» **Stored items**:
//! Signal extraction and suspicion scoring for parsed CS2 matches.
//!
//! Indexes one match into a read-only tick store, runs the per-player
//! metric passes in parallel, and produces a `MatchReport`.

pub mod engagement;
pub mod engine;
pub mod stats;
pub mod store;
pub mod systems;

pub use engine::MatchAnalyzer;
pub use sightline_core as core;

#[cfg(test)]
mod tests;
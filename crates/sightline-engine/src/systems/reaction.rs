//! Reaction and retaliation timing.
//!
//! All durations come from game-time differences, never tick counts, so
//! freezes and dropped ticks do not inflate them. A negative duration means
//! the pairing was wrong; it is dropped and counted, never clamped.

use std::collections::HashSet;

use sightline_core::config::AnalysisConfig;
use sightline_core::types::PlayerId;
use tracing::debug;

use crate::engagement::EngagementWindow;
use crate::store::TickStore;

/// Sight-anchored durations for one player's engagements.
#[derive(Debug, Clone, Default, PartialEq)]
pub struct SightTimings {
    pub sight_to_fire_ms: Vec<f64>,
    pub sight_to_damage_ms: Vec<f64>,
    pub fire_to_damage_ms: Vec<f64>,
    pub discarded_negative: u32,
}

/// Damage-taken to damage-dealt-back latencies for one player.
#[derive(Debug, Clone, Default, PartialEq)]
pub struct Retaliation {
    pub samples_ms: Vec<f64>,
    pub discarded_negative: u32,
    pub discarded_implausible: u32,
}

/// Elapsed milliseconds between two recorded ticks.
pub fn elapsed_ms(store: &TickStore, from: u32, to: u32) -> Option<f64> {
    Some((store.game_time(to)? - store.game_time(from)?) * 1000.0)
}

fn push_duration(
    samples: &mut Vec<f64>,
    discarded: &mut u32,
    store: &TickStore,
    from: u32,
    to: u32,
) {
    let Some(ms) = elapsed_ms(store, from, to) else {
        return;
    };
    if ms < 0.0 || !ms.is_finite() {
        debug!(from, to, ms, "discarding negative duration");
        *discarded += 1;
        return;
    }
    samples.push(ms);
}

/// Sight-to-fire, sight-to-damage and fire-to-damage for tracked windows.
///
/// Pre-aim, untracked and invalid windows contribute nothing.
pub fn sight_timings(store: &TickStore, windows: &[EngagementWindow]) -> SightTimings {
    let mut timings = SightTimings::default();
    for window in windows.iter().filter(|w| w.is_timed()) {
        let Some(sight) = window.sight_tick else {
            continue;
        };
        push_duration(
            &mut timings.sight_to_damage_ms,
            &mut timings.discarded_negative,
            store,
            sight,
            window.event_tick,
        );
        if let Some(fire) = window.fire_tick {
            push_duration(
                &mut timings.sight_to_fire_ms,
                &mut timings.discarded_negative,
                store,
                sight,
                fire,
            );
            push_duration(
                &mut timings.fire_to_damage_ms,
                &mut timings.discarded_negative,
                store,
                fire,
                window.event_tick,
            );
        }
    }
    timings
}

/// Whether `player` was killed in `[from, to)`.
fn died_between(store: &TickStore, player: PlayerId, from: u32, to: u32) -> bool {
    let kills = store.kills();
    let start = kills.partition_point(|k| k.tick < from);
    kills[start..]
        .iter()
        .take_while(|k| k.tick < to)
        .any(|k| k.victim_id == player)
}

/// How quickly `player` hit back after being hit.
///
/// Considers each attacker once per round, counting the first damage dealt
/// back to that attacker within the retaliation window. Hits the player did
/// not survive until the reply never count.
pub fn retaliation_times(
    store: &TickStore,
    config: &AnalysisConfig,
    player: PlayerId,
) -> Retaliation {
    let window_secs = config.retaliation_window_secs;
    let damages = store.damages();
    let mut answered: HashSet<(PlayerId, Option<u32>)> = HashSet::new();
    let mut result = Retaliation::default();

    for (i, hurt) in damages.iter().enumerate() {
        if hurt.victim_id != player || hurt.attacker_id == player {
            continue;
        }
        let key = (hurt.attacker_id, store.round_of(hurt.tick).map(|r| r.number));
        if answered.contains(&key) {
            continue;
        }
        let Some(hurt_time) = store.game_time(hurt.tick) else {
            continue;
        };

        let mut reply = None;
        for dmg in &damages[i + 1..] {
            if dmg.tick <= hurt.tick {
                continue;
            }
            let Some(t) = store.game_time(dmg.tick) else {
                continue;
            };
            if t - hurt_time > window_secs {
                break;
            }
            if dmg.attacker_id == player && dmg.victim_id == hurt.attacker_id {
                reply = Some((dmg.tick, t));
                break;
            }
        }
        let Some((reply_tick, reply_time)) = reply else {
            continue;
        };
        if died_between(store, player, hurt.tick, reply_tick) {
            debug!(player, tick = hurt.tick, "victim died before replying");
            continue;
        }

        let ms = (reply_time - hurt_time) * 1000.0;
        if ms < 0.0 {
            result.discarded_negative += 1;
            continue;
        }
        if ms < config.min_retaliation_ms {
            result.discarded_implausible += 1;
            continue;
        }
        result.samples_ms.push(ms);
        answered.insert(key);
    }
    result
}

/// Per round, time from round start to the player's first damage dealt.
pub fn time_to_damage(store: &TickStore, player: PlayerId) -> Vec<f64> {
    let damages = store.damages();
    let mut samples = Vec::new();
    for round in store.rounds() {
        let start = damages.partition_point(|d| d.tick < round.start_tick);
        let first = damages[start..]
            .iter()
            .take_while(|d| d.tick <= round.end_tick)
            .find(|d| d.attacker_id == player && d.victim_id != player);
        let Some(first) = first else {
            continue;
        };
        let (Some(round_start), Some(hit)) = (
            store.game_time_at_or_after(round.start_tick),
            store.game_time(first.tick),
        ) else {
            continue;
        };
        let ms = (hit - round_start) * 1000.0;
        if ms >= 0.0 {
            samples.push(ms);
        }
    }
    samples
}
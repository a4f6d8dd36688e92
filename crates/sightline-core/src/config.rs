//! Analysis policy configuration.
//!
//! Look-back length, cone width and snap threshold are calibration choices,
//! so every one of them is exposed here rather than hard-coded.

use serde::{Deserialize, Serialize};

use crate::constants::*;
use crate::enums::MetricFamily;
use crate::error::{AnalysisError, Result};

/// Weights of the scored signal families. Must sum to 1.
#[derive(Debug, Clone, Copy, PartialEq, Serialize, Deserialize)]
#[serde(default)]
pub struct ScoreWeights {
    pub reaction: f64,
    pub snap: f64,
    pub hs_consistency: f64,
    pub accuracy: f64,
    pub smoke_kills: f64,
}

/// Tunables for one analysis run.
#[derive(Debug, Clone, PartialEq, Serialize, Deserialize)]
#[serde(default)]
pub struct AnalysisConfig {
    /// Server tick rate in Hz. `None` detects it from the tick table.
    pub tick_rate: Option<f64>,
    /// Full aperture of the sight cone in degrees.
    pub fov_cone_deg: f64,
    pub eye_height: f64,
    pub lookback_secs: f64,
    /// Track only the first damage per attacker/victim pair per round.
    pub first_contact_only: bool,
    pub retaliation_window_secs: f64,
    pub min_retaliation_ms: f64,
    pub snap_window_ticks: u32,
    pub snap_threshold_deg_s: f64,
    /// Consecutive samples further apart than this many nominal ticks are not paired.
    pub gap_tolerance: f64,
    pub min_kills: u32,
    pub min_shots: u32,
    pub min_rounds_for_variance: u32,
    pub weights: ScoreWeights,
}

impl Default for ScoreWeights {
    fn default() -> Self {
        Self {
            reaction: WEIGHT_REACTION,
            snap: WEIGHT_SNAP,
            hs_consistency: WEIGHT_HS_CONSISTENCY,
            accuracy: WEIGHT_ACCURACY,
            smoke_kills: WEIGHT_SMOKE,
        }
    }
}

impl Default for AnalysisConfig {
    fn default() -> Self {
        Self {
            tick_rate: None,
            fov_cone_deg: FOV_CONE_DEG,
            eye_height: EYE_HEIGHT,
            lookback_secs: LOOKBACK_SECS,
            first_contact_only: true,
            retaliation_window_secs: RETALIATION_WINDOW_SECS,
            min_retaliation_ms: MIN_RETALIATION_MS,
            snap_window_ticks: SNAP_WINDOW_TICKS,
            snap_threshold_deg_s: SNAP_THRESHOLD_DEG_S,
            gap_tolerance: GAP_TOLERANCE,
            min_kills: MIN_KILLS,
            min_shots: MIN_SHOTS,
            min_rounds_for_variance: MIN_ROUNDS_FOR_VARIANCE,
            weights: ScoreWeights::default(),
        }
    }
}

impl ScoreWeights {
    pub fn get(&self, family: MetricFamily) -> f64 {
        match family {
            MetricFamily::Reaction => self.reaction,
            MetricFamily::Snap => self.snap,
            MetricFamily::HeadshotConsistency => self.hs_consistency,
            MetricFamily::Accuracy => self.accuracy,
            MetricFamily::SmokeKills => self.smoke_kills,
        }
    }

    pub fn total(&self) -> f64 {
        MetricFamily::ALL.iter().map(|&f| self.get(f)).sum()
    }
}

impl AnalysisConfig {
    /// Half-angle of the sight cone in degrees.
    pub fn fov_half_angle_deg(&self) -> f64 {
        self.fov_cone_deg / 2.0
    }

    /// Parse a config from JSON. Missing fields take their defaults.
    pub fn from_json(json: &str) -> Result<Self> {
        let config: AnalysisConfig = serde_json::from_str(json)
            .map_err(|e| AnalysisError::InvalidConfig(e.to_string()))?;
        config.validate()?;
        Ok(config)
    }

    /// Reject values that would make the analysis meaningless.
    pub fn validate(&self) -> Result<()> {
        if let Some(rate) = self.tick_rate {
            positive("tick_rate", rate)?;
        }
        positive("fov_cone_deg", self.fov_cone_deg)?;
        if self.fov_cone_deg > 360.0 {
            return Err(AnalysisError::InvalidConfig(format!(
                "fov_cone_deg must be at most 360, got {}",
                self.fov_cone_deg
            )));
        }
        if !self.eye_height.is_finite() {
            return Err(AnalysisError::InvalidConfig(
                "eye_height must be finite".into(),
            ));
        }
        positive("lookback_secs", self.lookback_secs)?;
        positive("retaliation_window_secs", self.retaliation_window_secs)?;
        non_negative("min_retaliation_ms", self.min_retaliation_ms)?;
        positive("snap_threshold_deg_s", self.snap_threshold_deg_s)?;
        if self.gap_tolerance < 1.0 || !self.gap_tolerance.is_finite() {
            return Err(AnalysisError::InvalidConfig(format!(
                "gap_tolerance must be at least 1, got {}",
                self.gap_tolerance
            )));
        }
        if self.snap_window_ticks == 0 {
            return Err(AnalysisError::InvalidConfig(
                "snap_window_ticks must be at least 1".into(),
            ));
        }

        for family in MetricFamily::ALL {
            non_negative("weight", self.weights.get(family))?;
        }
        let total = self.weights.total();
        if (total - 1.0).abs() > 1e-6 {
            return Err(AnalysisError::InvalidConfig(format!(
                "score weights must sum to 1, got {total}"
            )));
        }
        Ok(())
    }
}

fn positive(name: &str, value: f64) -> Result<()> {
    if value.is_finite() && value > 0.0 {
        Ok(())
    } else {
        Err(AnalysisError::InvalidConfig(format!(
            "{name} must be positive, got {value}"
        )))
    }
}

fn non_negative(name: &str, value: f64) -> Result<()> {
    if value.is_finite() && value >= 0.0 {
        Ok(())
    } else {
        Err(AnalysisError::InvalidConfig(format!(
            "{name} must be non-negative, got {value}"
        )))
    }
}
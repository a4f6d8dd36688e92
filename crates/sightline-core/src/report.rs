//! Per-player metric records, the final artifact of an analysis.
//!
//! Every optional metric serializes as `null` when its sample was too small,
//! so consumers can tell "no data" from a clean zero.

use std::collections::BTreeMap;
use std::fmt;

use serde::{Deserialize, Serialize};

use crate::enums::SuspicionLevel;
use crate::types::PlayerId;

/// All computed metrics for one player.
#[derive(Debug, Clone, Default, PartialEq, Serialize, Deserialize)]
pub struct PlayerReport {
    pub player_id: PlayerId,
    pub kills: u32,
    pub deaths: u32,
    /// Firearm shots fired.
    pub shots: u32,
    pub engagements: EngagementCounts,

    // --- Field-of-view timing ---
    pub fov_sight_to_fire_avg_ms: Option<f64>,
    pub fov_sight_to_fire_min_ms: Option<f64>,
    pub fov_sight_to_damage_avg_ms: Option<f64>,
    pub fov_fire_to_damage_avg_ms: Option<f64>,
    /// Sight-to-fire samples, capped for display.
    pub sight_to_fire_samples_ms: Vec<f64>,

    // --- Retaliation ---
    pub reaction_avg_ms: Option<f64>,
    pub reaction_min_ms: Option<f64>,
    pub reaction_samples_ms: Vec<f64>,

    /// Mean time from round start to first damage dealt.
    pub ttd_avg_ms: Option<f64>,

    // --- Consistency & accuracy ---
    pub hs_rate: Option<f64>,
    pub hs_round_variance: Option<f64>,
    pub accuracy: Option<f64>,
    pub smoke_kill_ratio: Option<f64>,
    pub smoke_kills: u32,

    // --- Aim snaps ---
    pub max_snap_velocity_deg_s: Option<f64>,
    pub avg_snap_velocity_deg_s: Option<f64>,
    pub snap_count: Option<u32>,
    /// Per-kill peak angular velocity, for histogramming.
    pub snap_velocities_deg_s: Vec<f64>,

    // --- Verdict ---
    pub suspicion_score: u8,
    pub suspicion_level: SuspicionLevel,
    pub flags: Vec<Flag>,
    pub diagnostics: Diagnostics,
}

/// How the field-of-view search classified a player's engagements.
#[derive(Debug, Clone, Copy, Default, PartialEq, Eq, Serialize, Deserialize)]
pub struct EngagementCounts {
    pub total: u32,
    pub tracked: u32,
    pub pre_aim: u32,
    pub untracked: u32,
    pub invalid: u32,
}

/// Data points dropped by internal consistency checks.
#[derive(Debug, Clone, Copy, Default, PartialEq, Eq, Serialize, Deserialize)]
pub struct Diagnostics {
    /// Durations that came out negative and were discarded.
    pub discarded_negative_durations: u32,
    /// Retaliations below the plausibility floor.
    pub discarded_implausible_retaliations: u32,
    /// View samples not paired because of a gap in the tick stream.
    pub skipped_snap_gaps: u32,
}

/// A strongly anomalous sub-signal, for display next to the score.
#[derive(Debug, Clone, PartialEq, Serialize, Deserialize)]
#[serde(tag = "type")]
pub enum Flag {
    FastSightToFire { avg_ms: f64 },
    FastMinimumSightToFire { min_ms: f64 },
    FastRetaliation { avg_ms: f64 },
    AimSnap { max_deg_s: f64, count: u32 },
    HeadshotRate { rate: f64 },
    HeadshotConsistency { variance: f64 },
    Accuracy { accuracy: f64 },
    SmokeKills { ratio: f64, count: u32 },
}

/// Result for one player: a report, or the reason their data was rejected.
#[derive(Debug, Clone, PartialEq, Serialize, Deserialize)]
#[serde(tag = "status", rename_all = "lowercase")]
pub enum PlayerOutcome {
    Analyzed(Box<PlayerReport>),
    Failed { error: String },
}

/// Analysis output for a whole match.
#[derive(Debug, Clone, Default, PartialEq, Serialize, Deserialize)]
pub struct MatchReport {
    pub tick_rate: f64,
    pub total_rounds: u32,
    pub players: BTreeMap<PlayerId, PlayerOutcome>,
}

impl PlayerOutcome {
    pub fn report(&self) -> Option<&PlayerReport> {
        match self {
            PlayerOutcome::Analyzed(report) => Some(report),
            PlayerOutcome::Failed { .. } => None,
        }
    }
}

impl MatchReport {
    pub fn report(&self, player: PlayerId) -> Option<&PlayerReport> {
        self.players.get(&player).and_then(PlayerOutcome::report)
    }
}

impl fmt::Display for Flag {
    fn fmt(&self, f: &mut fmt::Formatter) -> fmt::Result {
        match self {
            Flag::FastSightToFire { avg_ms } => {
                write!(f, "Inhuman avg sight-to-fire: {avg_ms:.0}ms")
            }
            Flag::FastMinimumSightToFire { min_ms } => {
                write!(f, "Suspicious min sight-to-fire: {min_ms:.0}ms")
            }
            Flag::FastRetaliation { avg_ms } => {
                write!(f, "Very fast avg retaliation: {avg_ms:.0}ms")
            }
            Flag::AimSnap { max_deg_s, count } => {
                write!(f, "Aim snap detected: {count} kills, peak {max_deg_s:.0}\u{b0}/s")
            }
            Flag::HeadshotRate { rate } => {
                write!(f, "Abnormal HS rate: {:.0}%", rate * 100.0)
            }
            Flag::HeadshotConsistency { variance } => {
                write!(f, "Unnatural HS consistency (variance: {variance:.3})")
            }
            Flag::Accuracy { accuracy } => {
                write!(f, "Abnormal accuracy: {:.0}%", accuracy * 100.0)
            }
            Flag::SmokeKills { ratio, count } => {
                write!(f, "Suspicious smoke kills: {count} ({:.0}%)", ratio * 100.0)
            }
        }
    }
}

» **WHAT THE EXERCISE ASKS**:
Wherever a line of the entries holds the string "BTreeMap", copy that line.

» **PROBLEM SOLUTION**:
use std::collections::BTreeMap;
    pub players: BTreeMap<PlayerId, PlayerOutcome>,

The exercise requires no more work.